Why is ultrasound a useful diagnostic test?  

Ultrasound is a safe, repeatable and non-invasive way for our vets to have a look at what’s going on inside your pet’s body.  It’s a great way to get a better look at organs such as their liver, spleen, kidney, bladder and intestines.


How does ultrasound work?

The ultrasound machine sends sound waves into your pet’s body and then listens for the echoes – the machine then uses these echoes to make a picture of the inside of your pet!  Don’t worry, these sound waves are too high in pitch for us, or any of our patients, to hear and produce no harmful effects as a diagnostic tool.


Why might my pet need an ultrasound exam?

Your vet might recommend that your pet has an ultrasound exam for the following reasons:

  • Abnormal bloodwork
  • Vomiting or diarrhea that has lasted for a long time
  • Weight loss with no change in eating habits
  • Chronic infections
  • Change in urinary habits
  • Baseline ultrasound for future examination (geriatric patients)
  • Recheck a previous problem
  • Cancer staging
  • Fluid in chest or abdomen
  • Pregnancy
  • Pre-surgical
  • To permit biopsy
  • To look for bleeding if your pet has suffered trauma (like if they’ve been hit by a car)

What will an ultrasound exam tell my vet?

Ultrasound allows your vet to assess your pet’s internal organs for their size, shape, location, texture and blood supply.  Unfortunately, ultrasound does not always give us a clear picture of how well the specific organ is working- other tests such as bloodwork or additional imaging may help determine this.

It is not uncommon to find “masses” in the organs being examined by ultrasound although many of these turn out to be normal changes that occur as patients get older.  It cannot always be determined by ultrasound alone if the mass is benign (non-cancerous) or malignant (cancer).  Your vet will look at your pet’s medical history and current concern, as well as the entire ultrasound exam to make a diagnosis and any recommendations for further tests.

Further tests may include an ultrasound-guided aspirate of a mass found on ultrasound (obtaining a very small sample of the tissue with a needle), bloodwork, additional imaging, recheck imaging or surgery.  You will always be contacted prior to any additional procedures.

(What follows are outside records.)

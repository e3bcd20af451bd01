//! Filter and persistence semantics of the SQLite-backed store, exercised
//! against a fresh in-memory database per test.

use chrono::NaiveDate;
use roster_manager::{Player, PlayerChanges, PlayerStore, SearchCriteria, SqliteStore};

fn date(y: i32, m: u32, d: u32) -> NaiveDate {
    NaiveDate::from_ymd_opt(y, m, d).unwrap()
}

fn player(name: &str, birth: NaiveDate, team: &str, city: &str, squad: &str, pos: &str) -> Player {
    Player {
        full_name: name.to_string(),
        birth_date: birth,
        team: team.to_string(),
        home_city: city.to_string(),
        squad: squad.to_string(),
        position: pos.to_string(),
    }
}

fn seeded_store() -> (SqliteStore, Vec<Player>) {
    let store = SqliteStore::in_memory().unwrap();
    let players = vec![
        player(
            "John Doe",
            date(1990, 5, 25),
            "Team A",
            "City X",
            "Squad 1",
            "Forward",
        ),
        player(
            "Jane Smith",
            date(1995, 5, 15),
            "Team B",
            "Town",
            "Squad 2",
            "Midfielder",
        ),
        player(
            "Erik Larsson",
            date(1990, 5, 25),
            "Team A",
            "City Y",
            "Squad 2",
            "Goalkeeper",
        ),
    ];
    for p in &players {
        store.add(p).unwrap();
    }
    (store, players)
}

#[test]
fn all_returns_rows_in_insertion_order() {
    let (store, players) = seeded_store();
    assert_eq!(store.all().unwrap(), players);
}

#[test]
fn find_with_empty_criteria_equals_all() {
    let (store, _) = seeded_store();
    assert_eq!(
        store.find(&SearchCriteria::default()).unwrap(),
        store.all().unwrap()
    );
}

#[test]
fn blank_text_criteria_are_ignored() {
    let (store, _) = seeded_store();
    let criteria = SearchCriteria {
        full_name: Some(String::new()),
        team: Some(String::new()),
        ..SearchCriteria::default()
    };
    assert_eq!(store.find(&criteria).unwrap().len(), 3);
}

#[test]
fn text_criteria_match_by_substring() {
    let (store, players) = seeded_store();
    let criteria = SearchCriteria {
        full_name: Some("ohn".to_string()),
        ..SearchCriteria::default()
    };
    assert_eq!(store.find(&criteria).unwrap(), vec![players[0].clone()]);
}

#[test]
fn birth_date_matches_by_exact_equality() {
    let (store, _) = seeded_store();
    let criteria = SearchCriteria {
        birth_date: Some(date(1990, 5, 25)),
        ..SearchCriteria::default()
    };
    assert_eq!(store.find(&criteria).unwrap().len(), 2);

    let criteria = SearchCriteria {
        birth_date: Some(date(1990, 5, 26)),
        ..SearchCriteria::default()
    };
    assert!(store.find(&criteria).unwrap().is_empty());
}

#[test]
fn criteria_are_and_combined() {
    let (store, players) = seeded_store();
    let criteria = SearchCriteria {
        team: Some("Team A".to_string()),
        birth_date: Some(date(1990, 5, 25)),
        squad: Some("2".to_string()),
        ..SearchCriteria::default()
    };
    assert_eq!(store.find(&criteria).unwrap(), vec![players[2].clone()]);
}

#[test]
fn delete_returns_number_of_rows_removed() {
    let (store, _) = seeded_store();
    let criteria = SearchCriteria {
        team: Some("Team A".to_string()),
        ..SearchCriteria::default()
    };
    assert_eq!(store.delete(&criteria).unwrap(), 2);
    assert_eq!(store.count().unwrap(), 1);
    // Same criteria again: nothing left to remove.
    assert_eq!(store.delete(&criteria).unwrap(), 0);
}

#[test]
fn delete_with_empty_criteria_removes_every_row() {
    let (store, _) = seeded_store();
    assert_eq!(store.delete(&SearchCriteria::default()).unwrap(), 3);
    assert!(store.all().unwrap().is_empty());
}

#[test]
fn paginate_slices_in_storage_order() {
    let (store, players) = seeded_store();
    assert_eq!(
        store.paginate(0, 2).unwrap(),
        vec![players[0].clone(), players[1].clone()]
    );
    assert_eq!(store.paginate(2, 2).unwrap(), vec![players[2].clone()]);
    assert!(store.paginate(3, 2).unwrap().is_empty());
    // Count is independent of any slice.
    assert_eq!(store.count().unwrap(), 3);
}

#[test]
fn replace_matches_the_full_field_set_exactly() {
    let (store, players) = seeded_store();
    let changes = PlayerChanges {
        team: Some("Team C".to_string()),
        ..PlayerChanges::default()
    };
    assert_eq!(store.replace(&players[0], &changes).unwrap(), 1);

    let rows = store.all().unwrap();
    assert_eq!(rows[0].team, "Team C");
    // Only the changed field moved; the rest of the row is intact.
    assert_eq!(rows[0].full_name, players[0].full_name);
    assert_eq!(rows[0].birth_date, players[0].birth_date);
    // Other rows sharing some field values are untouched.
    assert_eq!(rows[2].team, "Team A");
}

#[test]
fn replace_requires_exact_equality_not_substring() {
    let (store, mut original) = seeded_store();
    let mut near_miss = original.remove(0);
    near_miss.full_name = "John".to_string();
    let changes = PlayerChanges {
        position: Some("Defender".to_string()),
        ..PlayerChanges::default()
    };
    assert_eq!(store.replace(&near_miss, &changes).unwrap(), 0);
}

#[test]
fn replace_with_no_changes_is_a_no_op() {
    let (store, players) = seeded_store();
    assert_eq!(
        store.replace(&players[0], &PlayerChanges::default()).unwrap(),
        0
    );
    assert_eq!(store.all().unwrap(), players);
}

#[test]
fn clear_empties_the_table() {
    let (store, _) = seeded_store();
    assert_eq!(store.clear().unwrap(), 3);
    assert_eq!(store.count().unwrap(), 0);
}

#[test]
fn add_search_delete_scenario() {
    let store = SqliteStore::in_memory().unwrap();
    let john = player(
        "John Doe",
        date(1990, 5, 25),
        "Team A",
        "City X",
        "Squad 1",
        "Forward",
    );
    store.add(&john).unwrap();

    let by_team = SearchCriteria {
        team: Some("Team".to_string()),
        ..SearchCriteria::default()
    };
    assert_eq!(store.find(&by_team).unwrap(), vec![john.clone()]);

    let by_position = SearchCriteria {
        position: Some("Forward".to_string()),
        ..SearchCriteria::default()
    };
    assert_eq!(store.delete(&by_position).unwrap(), 1);
    assert!(store.all().unwrap().is_empty());
}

Why does my pet have to be shaved?

To obtain the best ultrasound images possible, good contact between the ultrasound probe and your pet’s skin is necessary. Sound waves don’t like to travel through hair!  Your pet will need to have their fur / hair shaved from the area being scanned.  You can expect the fur to grow back in ~3-4 weeks.  If it is cold weather and your pet spends time outdoors, you may wish to provide a sweater or additional bedding while their fur re-grows.